**WORK REQUIRED:**
Please report each line in the material below that includes "return".

**EXERCISE INPUT:**
○ ○ ○ ○ ○

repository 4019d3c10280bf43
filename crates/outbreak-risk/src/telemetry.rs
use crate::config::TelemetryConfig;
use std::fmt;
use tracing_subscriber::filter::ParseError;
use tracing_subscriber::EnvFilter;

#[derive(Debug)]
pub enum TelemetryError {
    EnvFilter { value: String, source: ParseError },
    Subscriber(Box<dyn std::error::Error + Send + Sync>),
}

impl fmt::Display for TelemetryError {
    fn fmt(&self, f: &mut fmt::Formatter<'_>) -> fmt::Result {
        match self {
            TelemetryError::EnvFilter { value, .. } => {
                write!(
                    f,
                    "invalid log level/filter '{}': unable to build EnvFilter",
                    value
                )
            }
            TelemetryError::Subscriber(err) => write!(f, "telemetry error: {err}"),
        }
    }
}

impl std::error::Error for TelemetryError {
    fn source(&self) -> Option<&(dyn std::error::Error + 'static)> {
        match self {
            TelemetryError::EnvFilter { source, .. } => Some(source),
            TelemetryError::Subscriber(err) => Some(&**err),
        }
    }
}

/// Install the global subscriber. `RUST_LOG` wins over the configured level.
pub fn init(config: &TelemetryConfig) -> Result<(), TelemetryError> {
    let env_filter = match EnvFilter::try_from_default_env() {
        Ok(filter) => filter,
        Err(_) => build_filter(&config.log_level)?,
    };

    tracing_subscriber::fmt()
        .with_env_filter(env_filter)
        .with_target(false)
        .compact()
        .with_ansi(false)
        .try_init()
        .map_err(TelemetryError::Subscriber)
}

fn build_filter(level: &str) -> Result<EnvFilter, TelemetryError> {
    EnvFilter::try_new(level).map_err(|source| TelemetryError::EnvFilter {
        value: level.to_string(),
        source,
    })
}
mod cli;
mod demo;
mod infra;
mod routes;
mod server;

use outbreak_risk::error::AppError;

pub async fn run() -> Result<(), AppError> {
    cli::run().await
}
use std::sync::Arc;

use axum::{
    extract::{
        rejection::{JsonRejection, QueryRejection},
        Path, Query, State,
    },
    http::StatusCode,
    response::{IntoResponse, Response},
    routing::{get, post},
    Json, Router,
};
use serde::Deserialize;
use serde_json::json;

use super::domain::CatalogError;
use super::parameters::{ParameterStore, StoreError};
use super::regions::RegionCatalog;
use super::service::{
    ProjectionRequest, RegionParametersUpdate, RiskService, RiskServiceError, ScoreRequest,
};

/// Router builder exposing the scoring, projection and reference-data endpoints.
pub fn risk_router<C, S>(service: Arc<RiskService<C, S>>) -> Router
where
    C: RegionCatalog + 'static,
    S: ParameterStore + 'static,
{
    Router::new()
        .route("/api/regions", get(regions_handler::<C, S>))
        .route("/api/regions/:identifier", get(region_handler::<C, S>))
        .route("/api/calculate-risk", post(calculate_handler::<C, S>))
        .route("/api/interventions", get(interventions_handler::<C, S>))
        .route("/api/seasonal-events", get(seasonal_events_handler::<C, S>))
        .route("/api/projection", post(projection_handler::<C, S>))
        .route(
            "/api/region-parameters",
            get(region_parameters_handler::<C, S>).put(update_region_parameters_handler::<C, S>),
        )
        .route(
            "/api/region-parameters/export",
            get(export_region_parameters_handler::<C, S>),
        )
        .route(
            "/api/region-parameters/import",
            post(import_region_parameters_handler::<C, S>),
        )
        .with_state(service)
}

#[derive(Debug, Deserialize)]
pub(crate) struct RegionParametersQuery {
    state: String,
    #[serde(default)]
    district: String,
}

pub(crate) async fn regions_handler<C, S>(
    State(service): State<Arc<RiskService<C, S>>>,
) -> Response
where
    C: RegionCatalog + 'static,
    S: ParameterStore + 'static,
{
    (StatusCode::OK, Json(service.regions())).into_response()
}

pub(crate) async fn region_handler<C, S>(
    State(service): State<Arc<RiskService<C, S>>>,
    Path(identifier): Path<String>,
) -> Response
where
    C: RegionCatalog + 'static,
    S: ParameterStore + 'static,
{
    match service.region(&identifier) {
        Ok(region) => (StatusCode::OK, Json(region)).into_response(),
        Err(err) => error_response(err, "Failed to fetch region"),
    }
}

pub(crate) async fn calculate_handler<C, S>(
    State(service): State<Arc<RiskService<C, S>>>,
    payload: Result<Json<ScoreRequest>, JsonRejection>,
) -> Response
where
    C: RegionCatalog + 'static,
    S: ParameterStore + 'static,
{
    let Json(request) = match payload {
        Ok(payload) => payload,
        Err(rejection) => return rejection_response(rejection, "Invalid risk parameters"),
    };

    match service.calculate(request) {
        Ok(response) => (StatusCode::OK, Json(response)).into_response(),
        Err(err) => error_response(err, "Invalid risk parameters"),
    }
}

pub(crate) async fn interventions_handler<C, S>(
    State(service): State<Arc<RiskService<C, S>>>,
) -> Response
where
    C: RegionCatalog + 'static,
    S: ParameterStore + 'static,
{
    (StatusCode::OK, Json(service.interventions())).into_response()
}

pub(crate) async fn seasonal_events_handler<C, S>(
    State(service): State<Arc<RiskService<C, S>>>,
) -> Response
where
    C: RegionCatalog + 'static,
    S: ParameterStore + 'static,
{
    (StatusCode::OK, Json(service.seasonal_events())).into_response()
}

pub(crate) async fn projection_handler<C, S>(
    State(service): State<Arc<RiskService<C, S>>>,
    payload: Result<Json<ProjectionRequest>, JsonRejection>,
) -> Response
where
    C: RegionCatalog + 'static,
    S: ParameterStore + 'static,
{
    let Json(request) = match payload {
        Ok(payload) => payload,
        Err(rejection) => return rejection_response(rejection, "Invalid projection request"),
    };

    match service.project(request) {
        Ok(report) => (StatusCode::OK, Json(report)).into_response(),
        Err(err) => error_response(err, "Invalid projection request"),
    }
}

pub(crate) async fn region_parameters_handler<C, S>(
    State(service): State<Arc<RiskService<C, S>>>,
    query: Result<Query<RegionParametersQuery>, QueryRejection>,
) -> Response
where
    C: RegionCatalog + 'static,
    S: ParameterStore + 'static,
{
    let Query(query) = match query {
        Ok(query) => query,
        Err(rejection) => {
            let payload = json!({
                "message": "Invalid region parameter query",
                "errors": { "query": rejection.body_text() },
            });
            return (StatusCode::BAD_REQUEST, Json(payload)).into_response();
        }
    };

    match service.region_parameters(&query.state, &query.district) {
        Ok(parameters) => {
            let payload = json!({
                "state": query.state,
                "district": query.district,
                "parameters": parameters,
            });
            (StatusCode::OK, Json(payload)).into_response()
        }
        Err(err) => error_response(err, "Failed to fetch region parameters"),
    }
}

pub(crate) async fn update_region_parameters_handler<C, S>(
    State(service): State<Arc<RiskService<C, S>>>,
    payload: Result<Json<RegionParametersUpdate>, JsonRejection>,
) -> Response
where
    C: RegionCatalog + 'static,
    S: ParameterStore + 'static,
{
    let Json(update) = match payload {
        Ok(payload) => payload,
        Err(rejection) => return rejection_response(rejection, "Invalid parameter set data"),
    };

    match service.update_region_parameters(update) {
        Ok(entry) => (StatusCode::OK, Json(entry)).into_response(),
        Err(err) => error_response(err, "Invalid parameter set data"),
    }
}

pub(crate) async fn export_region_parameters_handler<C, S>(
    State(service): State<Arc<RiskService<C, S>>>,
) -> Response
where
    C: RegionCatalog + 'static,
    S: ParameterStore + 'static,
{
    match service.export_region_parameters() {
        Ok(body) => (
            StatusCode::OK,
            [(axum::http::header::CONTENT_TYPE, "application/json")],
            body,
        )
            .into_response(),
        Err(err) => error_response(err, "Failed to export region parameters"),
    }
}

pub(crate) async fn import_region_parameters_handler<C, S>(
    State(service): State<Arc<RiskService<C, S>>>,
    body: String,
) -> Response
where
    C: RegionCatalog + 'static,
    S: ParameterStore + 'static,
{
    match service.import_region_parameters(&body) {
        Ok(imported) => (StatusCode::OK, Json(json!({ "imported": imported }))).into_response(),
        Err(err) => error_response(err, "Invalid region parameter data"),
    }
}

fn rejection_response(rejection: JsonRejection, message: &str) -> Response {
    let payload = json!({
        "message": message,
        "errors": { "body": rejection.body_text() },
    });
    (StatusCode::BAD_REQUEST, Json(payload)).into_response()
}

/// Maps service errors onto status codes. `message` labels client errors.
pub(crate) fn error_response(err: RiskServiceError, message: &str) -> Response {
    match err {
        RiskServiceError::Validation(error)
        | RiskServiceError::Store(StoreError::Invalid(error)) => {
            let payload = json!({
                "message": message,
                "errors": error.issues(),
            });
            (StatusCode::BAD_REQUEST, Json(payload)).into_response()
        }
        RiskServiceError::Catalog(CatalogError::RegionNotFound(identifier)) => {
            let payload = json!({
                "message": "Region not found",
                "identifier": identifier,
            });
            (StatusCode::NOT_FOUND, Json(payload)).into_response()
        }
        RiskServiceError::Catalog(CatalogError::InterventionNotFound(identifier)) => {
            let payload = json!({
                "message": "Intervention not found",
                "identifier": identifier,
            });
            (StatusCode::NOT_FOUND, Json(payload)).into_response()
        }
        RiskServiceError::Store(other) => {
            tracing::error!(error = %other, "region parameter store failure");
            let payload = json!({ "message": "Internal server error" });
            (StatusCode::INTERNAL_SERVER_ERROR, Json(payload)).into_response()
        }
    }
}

○ ○ ○ ○ ○

**EXPECTED ANSWER:**
        Err(rejection) => return rejection_response(rejection, "Invalid risk parameters"),
        Err(rejection) => return rejection_response(rejection, "Invalid projection request"),
            return (StatusCode::BAD_REQUEST, Json(payload)).into_response();
        Err(rejection) => return rejection_response(rejection, "Invalid parameter set data"),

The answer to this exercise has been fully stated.